Python notebooks that describe the custom logic for various datasets are located in /data_analysis/notebooks.

Running the pipeline

The json files generated by src/agoradatatools are written to folders in the Agora Synapse project by default, although you can modify the destination Synapse folder in the config file.

Note that running the pipeline does not automatically update the Agora database in any environment. Ingestion of generated json files into the Agora databases is handled by agora-data-manager.

You can run the pipeline in any of the following ways:

  1. Seqera Platform: is the simplest, but least flexible, way to run the pipeline; it does not require Synapse permissions, creating a Synapse PAT, or setting up the Synapse Python client.
  2. Locally: requires installing Python and Pipenv, obtaining the required Synapse permissions, creating a Synpase PAT, and setting up the Synapse Python client.
  3. Docker: requires installing Docker, obtaining the required Synapse permissions, and creating a Synpase PAT.

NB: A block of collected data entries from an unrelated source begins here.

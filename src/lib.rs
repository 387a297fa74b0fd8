#![warn(missing_docs)]

//! # s57chart: S-57 electronic navigational charts
//!
//! A library for parsing IHO S-57 ENC cells, encoded in the ISO/IEC 8211
//! binary container, into a queryable and spatially indexed feature model.
//!
//! ## Quick Start
//!
//! ```ignore
//! use s57chart::{parse_chart, FeatureQuery, ParseOptions};
//!
//! # fn main() -> Result<(), Box<dyn std::error::Error>> {
//! let base = std::fs::read("US5MA22M.000")?;
//! let update = std::fs::read("US5MA22M.001")?;
//! let chart = parse_chart(&base, &[update.as_slice()], &ParseOptions::default())?;
//!
//! println!("{} edition {}", chart.metadata().cell_id, chart.metadata().edition);
//! for light in chart.find_features(&FeatureQuery::new().types(["LIGHTS"])) {
//!     println!("light {} at {}", light.record_id, light.coordinates[0]);
//! }
//! for warning in chart.warnings().iter() {
//!     eprintln!("{warning}");
//! }
//! # Ok(())
//! # }
//! ```
//!
//! Byte buffers are handed in and parsed data handed out; the library does
//! no file or network access of its own.
//!
//! ## Pipeline
//!
//! bytes → [`reader`] → [`coerce`] → [`record`] → [`catalog`] →
//! [`builder`] → [`update`] → [`index`] → [`chart::ParsedChart`]
//!
//! The [`warning`] collector is threaded through every stage. In permissive
//! mode (the default) data-quality problems are recorded and parsing
//! continues; in strict mode the first error-severity warning aborts.
//!
//! ## Modules
//!
//! - [`leader`] — ISO 8211 record leader (24-byte header)
//! - [`reader`] — Record Reader: logical records, directories and raw fields
//! - [`boundary_scanner`] — record start detection for resynchronisation
//! - [`recovery`] — strict and permissive recovery
//! - [`ddr`] — Data Descriptive Record
//! - [`schema`] — static S-57 field formats
//! - [`encoding`] — lexical levels 0, 1 and 2
//! - [`coerce`] — Field Coercion into typed values
//! - [`catalog`] — Catalog Resolver for object classes and attributes
//! - [`record`] — typed S-57 records
//! - [`cell`] — whole-cell decoding and record arenas
//! - [`metadata`] — chart metadata and scale factors
//! - [`feature`] — the feature model
//! - [`builder`] — Feature Builder
//! - [`update`] — Update Engine
//! - [`index`] — Spatial Index (linear scan and STR R-tree)
//! - [`chart`] — the parse pipeline and `ParsedChart`
//! - [`geojson`] / [`csv`] — exports
//! - [`parallel`] — parsing independent charts on Rayon's pool
//! - [`writer`] — ISO 8211 / S-57 cell encoder
//! - [`options`], [`warning`], [`error`] — configuration, warnings and errors

pub mod boundary_scanner;
pub mod builder;
pub mod catalog;
pub mod cell;
pub mod chart;
pub mod coerce;
pub mod csv;
pub mod ddr;
pub mod encoding;
pub mod error;
pub mod feature;
pub mod geojson;
pub mod index;
pub mod leader;
pub mod macros;
pub mod metadata;
pub mod options;
pub mod parallel;
pub mod reader;
pub mod record;
pub mod recovery;
pub mod schema;
pub mod update;
pub mod warning;
pub mod writer;

pub use catalog::{AttributeCode, AttributeType, ObjectClass};
pub use chart::{parse_chart, FeatureQuery, ParsedChart, Usability};
pub use coerce::CoercedValue;
pub use error::{ChartError, Result};
pub use feature::{Bounds, Coordinate, Feature, FeatureType, GeometryType};
pub use index::{IndexKind, LinearIndex, RTreeIndex, SpatialIndex};
pub use metadata::ChartMetadata;
pub use options::ParseOptions;
pub use parallel::{parse_charts_parallel, ChartInput};
pub use reader::{RawField, RawRecord, RecordReader};
pub use recovery::RecoveryMode;
pub use warning::{Severity, Warning, WarningCode, WarningReport};
pub use writer::{CellWriter, RecordFields};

When running the pipeline, you must specify the config file that will be used. There are two config files that are checked into this repo:

  • test_config.yaml places the transformed datasets in the Agora Testing Data folder in synapse; write files to this folder to perform data validation.
  • config.yaml places the transformed datasets the Agora Live Data synapse folder; write files to this folder once you've validated that the ETL process is generating files suitable for release. Note that files in the Agora Live Data folder are not automatically released, so if 'bad' file versions do get written to this folder it's not the end of the world. A releasable manifest file can be generated by a subsequent ETL processing run into the folder, or manually if necessary.

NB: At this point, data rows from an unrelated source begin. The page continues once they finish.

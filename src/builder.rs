//! Feature Builder: geometry and attributes from the record arenas.
//!
//! Geometry is never stored on feature records. It is resolved here by
//! following the feature's spatial pointers into the vector arena:
//!
//! - a point feature references one or more nodes; a node with `SG3D`
//!   soundings yields a sounding multipoint
//! - a line feature references an ordered chain of edges
//! - an area feature references the edges of its exterior ring (`USAG` 1 or 3)
//!   and of its holes (`USAG` 2)
//!
//! An edge's coordinates are its begin node, its own `SG2D` points and its
//! end node, reversed when the pointer's orientation is reverse. Consecutive
//! edges share their junction node, which is kept once.
//!
//! Every degradation is recorded: dangling pointers, short geometries,
//! auto-closed rings and dropped features all leave a warning behind.

use crate::catalog::{AttributeCode, ObjectClass};
use crate::cell::RecordStore;
use crate::coerce::{coerce_attribute_value, CoercedValue};
use crate::error::Result;
use crate::feature::{Bounds, Coordinate, Feature, GeometryType};
use crate::metadata::ChartMetadata;
use crate::options::ParseOptions;
use crate::record::{FeaturePointer, FeatureRecord, Orientation, Primitive, SpatialRecord, Usage, VectorId};
use crate::warning::{Severity, WarningCode, WarningCollector};
use indexmap::IndexMap;

/// Resolved geometry of one feature.
#[derive(Debug, Default)]
struct Geometry {
    coordinates: Vec<Coordinate>,
    holes: Vec<Vec<Coordinate>>,
    soundings: Vec<f64>,
}

/// Builds [`Feature`]s from a [`RecordStore`].
#[derive(Debug, Clone, Copy)]
pub struct FeatureBuilder<'a> {
    store: &'a RecordStore,
    metadata: &'a ChartMetadata,
    options: &'a ParseOptions,
}

impl<'a> FeatureBuilder<'a> {
    /// Create a builder over a record store.
    #[must_use]
    pub fn new(store: &'a RecordStore, metadata: &'a ChartMetadata, options: &'a ParseOptions) -> Self {
        FeatureBuilder {
            store,
            metadata,
            options,
        }
    }

    /// Build every feature in the store, in store order.
    ///
    /// # Errors
    ///
    /// Only returns an error when the collector promotes a warning in strict mode.
    pub fn build_all(&self, warnings: &mut WarningCollector) -> Result<Vec<Feature>> {
        let mut features = Vec::with_capacity(self.store.features.len());
        for record in self.store.features.values() {
            if let Some(feature) = self.build(record, warnings)? {
                features.push(feature);
            }
        }
        tracing::debug!(
            records = self.store.features.len(),
            features = features.len(),
            "built features"
        );
        Ok(features)
    }

    /// Build one feature. Returns `Ok(None)` when the feature was dropped.
    ///
    /// # Errors
    ///
    /// Only returns an error when the collector promotes a warning in strict mode.
    pub fn build(&self, record: &FeatureRecord, warnings: &mut WarningCollector) -> Result<Option<Feature>> {
        let rcid = record.rcid;
        let feature_type = ObjectClass::from_code(record.objl);
        if !feature_type.is_known() {
            warnings.push_for(
                rcid,
                Severity::Warning,
                WarningCode::UnknownObjCode,
                format!("object class {} is not in the catalog", record.objl),
            )?;
        }

        let geometry_type = match record.primitive() {
            Some(Primitive::Point) => GeometryType::Point,
            Some(Primitive::Line) => GeometryType::Line,
            Some(Primitive::Area) => GeometryType::Area,
            Some(Primitive::None) => {
                warnings.push_for(
                    rcid,
                    Severity::Info,
                    WarningCode::NonSpatialFeature,
                    format!("{feature_type} {rcid} has no spatial primitive"),
                )?;
                return Ok(None);
            },
            None => {
                warnings.push_for(
                    rcid,
                    Severity::Warning,
                    WarningCode::NoGeometry,
                    format!("{feature_type} {rcid} has invalid primitive {}", record.prim),
                )?;
                return Ok(None);
            },
        };

        let geometry = match geometry_type {
            GeometryType::Point => self.point(record, warnings)?,
            GeometryType::Line => self.line(record, warnings)?,
            GeometryType::Area => self.area(record, warnings)?,
        };
        let Some(bounds) = Bounds::from_coords(&geometry.coordinates) else {
            warnings.push_for(
                rcid,
                Severity::Warning,
                WarningCode::NoGeometry,
                format!("{feature_type} {rcid} has no resolvable geometry and was dropped"),
            )?;
            return Ok(None);
        };

        let attributes = self.attributes(record, warnings)?;
        for required in feature_type.required_attributes() {
            if !attributes.contains_key(required) {
                warnings.push_for(
                    rcid,
                    Severity::Warning,
                    WarningCode::MissingRequiredAttr,
                    format!("{feature_type} {rcid} lacks {required}"),
                )?;
            }
        }

        Ok(Some(Feature {
            record_id: rcid,
            feature_type,
            geometry_type,
            coordinates: geometry.coordinates,
            holes: geometry.holes,
            soundings: geometry.soundings,
            attributes,
            version: record.rver,
            object_id: record.object_id,
            bounds,
        }))
    }

    fn coordinate(&self, (y, x): (i32, i32)) -> Coordinate {
        Coordinate::new(self.metadata.coordinate(y), self.metadata.coordinate(x))
    }

    fn resolve(&self, rcid: u32, target: VectorId, warnings: &mut WarningCollector) -> Result<Option<&'a SpatialRecord>> {
        match self.store.spatial(target) {
            Some(spatial) => Ok(Some(spatial)),
            None => {
                warnings.push_for(
                    rcid,
                    Severity::Warning,
                    WarningCode::DanglingPointer,
                    format!("feature {rcid} points to missing {target}"),
                )?;
                Ok(None)
            },
        }
    }

    fn point(&self, record: &FeatureRecord, warnings: &mut WarningCollector) -> Result<Geometry> {
        let mut geometry = Geometry::default();
        for pointer in &record.spatial {
            let Some(node) = self.resolve(record.rcid, pointer.target, warnings)? else {
                continue;
            };
            if node.soundings.is_empty() {
                geometry.coordinates.extend(node.coords.iter().map(|&c| self.coordinate(c)));
                continue;
            }
            for &(y, x, z) in &node.soundings {
                let depth = self.metadata.depth(f64::from(z));
                if !self.options.depth_in_range(depth) {
                    warnings.push_for(
                        record.rcid,
                        Severity::Warning,
                        WarningCode::DepthOutOfRange,
                        format!("sounding {depth} m in {} is outside the plausible range", node.id),
                    )?;
                }
                geometry.coordinates.push(self.coordinate((y, x)));
                geometry.soundings.push(depth);
            }
        }
        Ok(geometry)
    }

    fn line(&self, record: &FeatureRecord, warnings: &mut WarningCollector) -> Result<Geometry> {
        let mut coordinates = Vec::new();
        for pointer in &record.spatial {
            if let Some(segment) = self.edge(record.rcid, pointer, warnings)? {
                join(&mut coordinates, segment);
            }
        }
        if coordinates.len() == 1 {
            warnings.push_for(
                record.rcid,
                Severity::Warning,
                WarningCode::CoordCountMismatch,
                format!("line feature {} resolved to a single position", record.rcid),
            )?;
        }
        Ok(Geometry {
            coordinates,
            ..Geometry::default()
        })
    }

    fn area(&self, record: &FeatureRecord, warnings: &mut WarningCollector) -> Result<Geometry> {
        let mut outer = Vec::new();
        let mut inner = Vec::new();
        for pointer in &record.spatial {
            let Some(segment) = self.edge(record.rcid, pointer, warnings)? else {
                continue;
            };
            if segment.is_empty() {
                continue;
            }
            if pointer.usage == Usage::Interior {
                inner.push(segment);
            } else {
                outer.push(segment);
            }
        }

        let mut rings = chain_rings(outer).into_iter();
        let mut exterior = rings.next().unwrap_or_default();
        let extra = rings.count();
        if extra > 0 {
            warnings.push_for(
                record.rcid,
                Severity::Warning,
                WarningCode::ExtraExteriorRing,
                format!(
                    "area feature {} has {extra} exterior ring(s) after the first, dropped",
                    record.rcid
                ),
            )?;
        }
        let mut holes = chain_rings(inner);

        let mut closed = 0;
        for ring in std::iter::once(&mut exterior).chain(holes.iter_mut()) {
            if !ring.is_empty() && ring.first() != ring.last() {
                let first = ring[0];
                ring.push(first);
                closed += 1;
            }
        }
        if closed > 0 {
            warnings.push_for(
                record.rcid,
                Severity::Info,
                WarningCode::PolygonClosedAuto,
                format!("closed {closed} open ring(s) of area feature {}", record.rcid),
            )?;
        }
        if !exterior.is_empty() && exterior.len() < 4 {
            warnings.push_for(
                record.rcid,
                Severity::Warning,
                WarningCode::CoordCountMismatch,
                format!(
                    "area feature {} has a ring of only {} positions",
                    record.rcid,
                    exterior.len()
                ),
            )?;
        }

        Ok(Geometry {
            coordinates: exterior,
            holes,
            soundings: Vec::new(),
        })
    }

    /// Coordinates of the vector record a pointer names, in traversal order.
    fn edge(
        &self,
        rcid: u32,
        pointer: &FeaturePointer,
        warnings: &mut WarningCollector,
    ) -> Result<Option<Vec<Coordinate>>> {
        let Some(spatial) = self.resolve(rcid, pointer.target, warnings)? else {
            return Ok(None);
        };
        if !spatial.id.is_edge() {
            let coords = spatial.coords.iter().map(|&c| self.coordinate(c)).collect();
            return Ok(Some(coords));
        }

        let (begin, end) = spatial.end_nodes();
        let mut coords = Vec::with_capacity(spatial.coords.len() + 2);
        if let Some(c) = self.node_position(rcid, begin, warnings)? {
            coords.push(c);
        }
        coords.extend(spatial.coords.iter().map(|&c| self.coordinate(c)));
        if let Some(c) = self.node_position(rcid, end, warnings)? {
            coords.push(c);
        }
        if pointer.orientation == Orientation::Reverse {
            coords.reverse();
        }
        Ok(Some(coords))
    }

    fn node_position(
        &self,
        rcid: u32,
        node: Option<VectorId>,
        warnings: &mut WarningCollector,
    ) -> Result<Option<Coordinate>> {
        let Some(node) = node else {
            return Ok(None);
        };
        Ok(self
            .resolve(rcid, node, warnings)?
            .and_then(|n| n.coords.first())
            .map(|&c| self.coordinate(c)))
    }

    fn attributes(
        &self,
        record: &FeatureRecord,
        warnings: &mut WarningCollector,
    ) -> Result<IndexMap<AttributeCode, CoercedValue>> {
        let rcid = record.rcid;
        let mut attributes = IndexMap::with_capacity(record.attributes.len() + record.national_attributes.len());

        for (code, text) in record.attributes.iter().chain(&record.national_attributes) {
            let attribute = AttributeCode::from_code(*code);
            if !attribute.is_known() {
                warnings.push_for(
                    rcid,
                    Severity::Warning,
                    WarningCode::UnknownAttrCode,
                    format!("attribute {code} of feature {rcid} is not in the catalog"),
                )?;
            }

            let mut value = match coerce_attribute_value(text, attribute.attribute_type()) {
                Some(value) => value,
                None => {
                    warnings.push_for(
                        rcid,
                        Severity::Warning,
                        WarningCode::BadAttributeValue,
                        format!("{attribute} value {text:?} is not a valid {:?}, kept as text", attribute.attribute_type()),
                    )?;
                    CoercedValue::Text(text.clone())
                },
            };

            if attribute.is_depth() {
                if let Some(raw) = value.as_f64() {
                    let depth = self.metadata.depth(raw);
                    if !self.options.depth_in_range(depth) {
                        warnings.push_for(
                            rcid,
                            Severity::Warning,
                            WarningCode::DepthOutOfRange,
                            format!("{attribute} {depth} m is outside the plausible range"),
                        )?;
                    }
                    value = CoercedValue::Real(depth);
                }
            }
            attributes.insert(attribute, value);
        }
        Ok(attributes)
    }
}

/// Chain segments into rings. A ring that has closed on itself takes no
/// more segments and the next segment starts a new ring.
fn chain_rings(segments: Vec<Vec<Coordinate>>) -> Vec<Vec<Coordinate>> {
    let mut rings: Vec<Vec<Coordinate>> = Vec::new();
    for segment in segments {
        match rings.last_mut() {
            Some(ring) if !is_closed(ring) => join(ring, segment),
            _ => rings.push(segment),
        }
    }
    rings
}

fn is_closed(ring: &[Coordinate]) -> bool {
    ring.len() > 3 && ring.first() == ring.last()
}

/// Append a segment, keeping a shared junction point once.
fn join(line: &mut Vec<Coordinate>, segment: Vec<Coordinate>) {
    let skip = usize::from(line.last().is_some() && line.last() == segment.first());
    line.extend(segment.into_iter().skip(skip));
}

You may also create a custom config file to use locally to target specific dataset(s) or transforms of interest, and/or to write the generated json files to a different Synapse location. See the config file section for additional information.

Seqera Platform

This pipeline can be executed without any local installation, permissions, or credentials; the Sage Bionetworks Seqera Platform workspace is configured to use Agora's Synapse credentials, which can be found in LastPass in the "Shared-Agora" Folder.

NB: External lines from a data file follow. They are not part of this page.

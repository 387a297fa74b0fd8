//! Property-based tests for the spatial index, scaling and update handling.

mod common;

use common::{CellBuilder, CELL, LIGHTS, OBSTRN};
use proptest::prelude::*;
use s57chart::index::{haversine_nm, IndexEntry};
use s57chart::record::{Orientation, RecordInstruction, Topology, Usage, VectorId};
use s57chart::{parse_chart, Bounds, Coordinate, LinearIndex, ObjectClass, ParseOptions, RTreeIndex, SpatialIndex};

const VALSOU: u16 = 179;

fn bounds() -> impl Strategy<Value = Bounds> {
    (-80.0..80.0f64, -179.0..179.0f64, 0.0..1.0f64, 0.0..1.0f64)
        .prop_map(|(lat, lon, h, w)| Bounds::new(lat, lon, lat + h, lon + w))
}

/// Rectangles that may leave the valid coordinate ranges, as corrupt
/// coordinates or a tiny COMF produce.
fn wide_bounds() -> impl Strategy<Value = Bounds> {
    (-120.0..120.0f64, -400.0..400.0f64, 0.0..5.0f64, 0.0..5.0f64)
        .prop_map(|(lat, lon, h, w)| Bounds::new(lat, lon, lat + h, lon + w))
}

fn entries() -> impl Strategy<Value = Vec<IndexEntry>> {
    entries_in(bounds())
}

fn entries_in(bounds: impl Strategy<Value = Bounds>) -> impl Strategy<Value = Vec<IndexEntry>> {
    prop::collection::vec((bounds, any::<bool>()), 0..300).prop_map(|items| {
        items
            .into_iter()
            .enumerate()
            .map(|(position, (bounds, light))| IndexEntry {
                position,
                bounds,
                feature_type: if light { ObjectClass::Lights } else { ObjectClass::Obstrn },
            })
            .collect()
    })
}

proptest! {
    #[test]
    fn prop_rtree_matches_linear_for_windows(
        entries in entries(),
        window in bounds(),
        fanout in 2usize..20,
    ) {
        let linear = LinearIndex::new(entries.clone());
        let rtree = RTreeIndex::bulk_load(entries, fanout);
        prop_assert_eq!(linear.query_bounds(&window), rtree.query_bounds(&window));
        prop_assert_eq!(
            linear.query_by_type(&[ObjectClass::Lights], Some(&window)),
            rtree.query_by_type(&[ObjectClass::Lights], Some(&window))
        );
    }

    #[test]
    fn prop_rtree_matches_linear_for_points(
        entries in entries(),
        lat in -85.0..85.0f64,
        lon in -179.9..179.9f64,
        radius in 0.0..200.0f64,
    ) {
        let linear = LinearIndex::new(entries.clone());
        let rtree = RTreeIndex::bulk_load(entries, 8);
        let point = Coordinate::new(lat, lon);
        prop_assert_eq!(linear.query_point(point, radius), rtree.query_point(point, radius));
    }

    #[test]
    fn prop_rtree_matches_linear_beyond_the_globe(
        entries in entries_in(wide_bounds()),
        window in wide_bounds(),
        lat in -120.0..120.0f64,
        lon in -400.0..400.0f64,
        radius in 0.0..500.0f64,
        fanout in 2usize..20,
    ) {
        let linear = LinearIndex::new(entries.clone());
        let rtree = RTreeIndex::bulk_load(entries, fanout);
        prop_assert_eq!(linear.query_bounds(&window), rtree.query_bounds(&window));
        let point = Coordinate::new(lat, lon);
        prop_assert_eq!(linear.query_point(point, radius), rtree.query_point(point, radius));
    }

    #[test]
    fn prop_query_results_are_ascending(entries in entries(), window in bounds()) {
        let rtree = RTreeIndex::bulk_load(entries, 4);
        let hits = rtree.query_bounds(&window);
        prop_assert!(hits.windows(2).all(|w| w[0] < w[1]));
    }

    #[test]
    fn prop_haversine_is_symmetric(
        a_lat in -89.0..89.0f64, a_lon in -180.0..180.0f64,
        b_lat in -89.0..89.0f64, b_lon in -180.0..180.0f64,
    ) {
        let a = Coordinate::new(a_lat, a_lon);
        let b = Coordinate::new(b_lat, b_lon);
        let ab = haversine_nm(a, b);
        prop_assert!((ab - haversine_nm(b, a)).abs() < 1e-9);
        prop_assert!(ab >= 0.0);
        prop_assert!(haversine_nm(a, a) < 1e-9);
    }

    #[test]
    fn prop_coordinates_and_depths_are_descaled(
        lat in -900_000_000i32..900_000_000,
        lon in -1_800_000_000i32..1_800_000_000,
        valsou in 0u32..100_000,
    ) {
        let mut b = CellBuilder::base(CELL);
        b.isolated_node(1, lat, lon);
        let text = valsou.to_string();
        b.point_feature(1, OBSTRN, 1, &[(VALSOU, text.as_str())]);
        let chart = parse_chart(&b.build(), &[], &ParseOptions::default()).unwrap();

        let feature = &chart.features()[0];
        prop_assert_eq!(feature.coordinates[0], Coordinate::new(f64::from(lat) / 1e7, f64::from(lon) / 1e7));
        let depth = feature.attribute("VALSOU").and_then(|v| v.as_f64());
        prop_assert_eq!(depth, Some(f64::from(valsou) / 10.0));
    }

    #[test]
    fn prop_arbitrary_bytes_never_panic(bytes in prop::collection::vec(any::<u8>(), 0..512)) {
        let _ = parse_chart(&bytes, &[], &ParseOptions::default());
        let _ = parse_chart(&bytes, &[], &ParseOptions::strict());
    }

    #[test]
    fn prop_update_sequences_never_panic(
        base_updn in update_number(),
        updates in prop::collection::vec((update_number(), prop::collection::vec(edit(), 0..6)), 0..4),
        garbage in prop::collection::vec(any::<u8>(), 0..256),
    ) {
        let base = common::harbour_cell_at(&base_updn);
        let files: Vec<Vec<u8>> = updates.iter().map(|(updn, edits)| update_file(updn, edits)).collect();
        let slices: Vec<&[u8]> = files.iter().map(Vec::as_slice).collect();

        let chart = parse_chart(&base, &slices, &ParseOptions::default());
        prop_assert!(chart.is_ok(), "{:?}", chart.err());
        if let Ok(chart) = chart {
            let applied = chart.applied_updates();
            prop_assert!(applied.windows(2).all(|w| w[0].checked_add(1) == Some(w[1])), "{:?}", applied);
        }
        let _ = parse_chart(&base, &slices, &ParseOptions::strict());

        let mut with_garbage = slices.clone();
        with_garbage.push(garbage.as_slice());
        let _ = parse_chart(&base, &with_garbage, &ParseOptions::default());
    }

    #[test]
    fn prop_truncated_cells_never_panic(cut in 0usize..2_000) {
        let bytes = common::harbour_cell();
        let cut = cut.min(bytes.len());
        let _ = parse_chart(&bytes[..cut], &[], &ParseOptions::default());
    }
}

fn update_number() -> impl Strategy<Value = String> {
    prop_oneof![
        (0u32..5).prop_map(|n| n.to_string()),
        any::<u32>().prop_map(|n| n.to_string()),
        Just(u32::MAX.to_string()),
        Just("4294967296".to_string()),
        "[ 0-9A-Z-]{0,12}",
    ]
}

fn instruction() -> impl Strategy<Value = RecordInstruction> {
    prop_oneof![
        Just(RecordInstruction::Insert),
        Just(RecordInstruction::Delete),
        Just(RecordInstruction::Modify),
    ]
}

/// One record of an update file, aimed at records of the harbour cell
/// most of the time.
#[derive(Debug, Clone)]
struct Edit {
    feature: bool,
    rcid: u32,
    rver: u16,
    instruction: RecordInstruction,
    control: Option<(RecordInstruction, u16, u16)>,
    coords: Vec<(i32, i32)>,
}

fn edit() -> impl Strategy<Value = Edit> {
    let rcid = prop_oneof![Just(1u32), Just(2), Just(42), Just(60), Just(100), any::<u32>()];
    (
        any::<bool>(),
        rcid,
        prop_oneof![0u16..4, any::<u16>()],
        instruction(),
        prop::option::of((instruction(), any::<u16>(), any::<u16>())),
        prop::collection::vec((any::<i32>(), any::<i32>()), 0..4),
    )
        .prop_map(|(feature, rcid, rver, instruction, control, coords)| Edit {
            feature,
            rcid,
            rver,
            instruction,
            control,
            coords,
        })
}

fn update_file(updn: &str, edits: &[Edit]) -> Vec<u8> {
    let mut b = CellBuilder::update_with(CELL, updn);
    for e in edits {
        b.record(|r| {
            if e.feature {
                let r = r
                    .frid(e.rcid, 3, LIGHTS, e.rver, e.instruction)
                    .attf(&[(common::COLOUR, "2")])
                    .fspt(&[(VectorId::edge(1), Orientation::Forward, Usage::Exterior)]);
                match e.control {
                    Some((instruction, index, count)) => r.fspc(instruction, index, count),
                    None => r,
                }
            } else {
                let r = r
                    .vrid(VectorId::edge(e.rcid), e.rver, e.instruction)
                    .vrpt(&[
                        (VectorId::connected_node(1), Orientation::NotApplicable, Topology::BeginNode),
                        (VectorId::connected_node(2), Orientation::NotApplicable, Topology::EndNode),
                    ])
                    .sg2d(&e.coords);
                match e.control {
                    Some((instruction, index, count)) => r.vrpc(instruction, index, count).sgcc(instruction, index, count),
                    None => r,
                }
            }
        });
    }
    b.build()
}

The instructions to trigger the workflow can be found at Sage-Bionetworks-Workflows/nf-agora

Configuring Synapse Credentials

  1. Obtain download access to all required source files in Synapse, including accepting the terms of use on the AD Knowledge Portal backend here. If you see a green unlocked lock icon, then you should be good to go.
  2. Obtain write access to the destination Synapse project, e.g. Agora Synapse project
  3. Create a Synapse personal access token (PAT)
  4. Set up your Synapse Python client locally

Your configured Synapse credentials can be used to run this package both locally and using Docker, as outlined below.

Locally

Perform the following one-time steps to set up your local environment and obtain the required Synapse permissions:

  1. This package uses Python, if you have not already, please install pyenv to manage your Python versions. Versions supported by this package are all versions >=3.7 and <3.11. If you do not install pyenv make sure that Python and pip are installed correctly and have been added to your PATH by running python3 --version and pip3 --version. If your installation was successful, your terminal will return the versions of Python and pip that you installed. Note: If you have pyenv it will install a specific version of Python for you.

  2. Install pipenv by running pip install pipenv.

  3. Install git if you have not done so already using these instructions

  4. Clone this Github Repository to your local machine by opening your terminal, navigating to the directory that you want this repository to be cloned and running git clone https://github.com/Sage-Bionetworks/agora-data-tools.git. After cloning is complete, navigate into the newly created agora-data-tools directory.

  5. Install agoradatatools locally using pipenv:

    • pipenv
      pipenv install
      # To develop locally you want to add --dev
      # pipenv install --dev
      pipenv shell
  6. You can check if the package was installed correctly by running adt --help in the terminal. If it returns instructions about how to use the CLI, installation was successful and you can run the pipeline by providing the desired config file as an argument. Be sure to review these instructions prior to executing a processing run. The following example command will execute the pipeline using test_config.yaml and the default options:

    adt test_config.yaml

Docker

There is a publicly available GHCR repository automatically built via GitHub Actions. That said, you may want to develop using Docker locally on a feature branch.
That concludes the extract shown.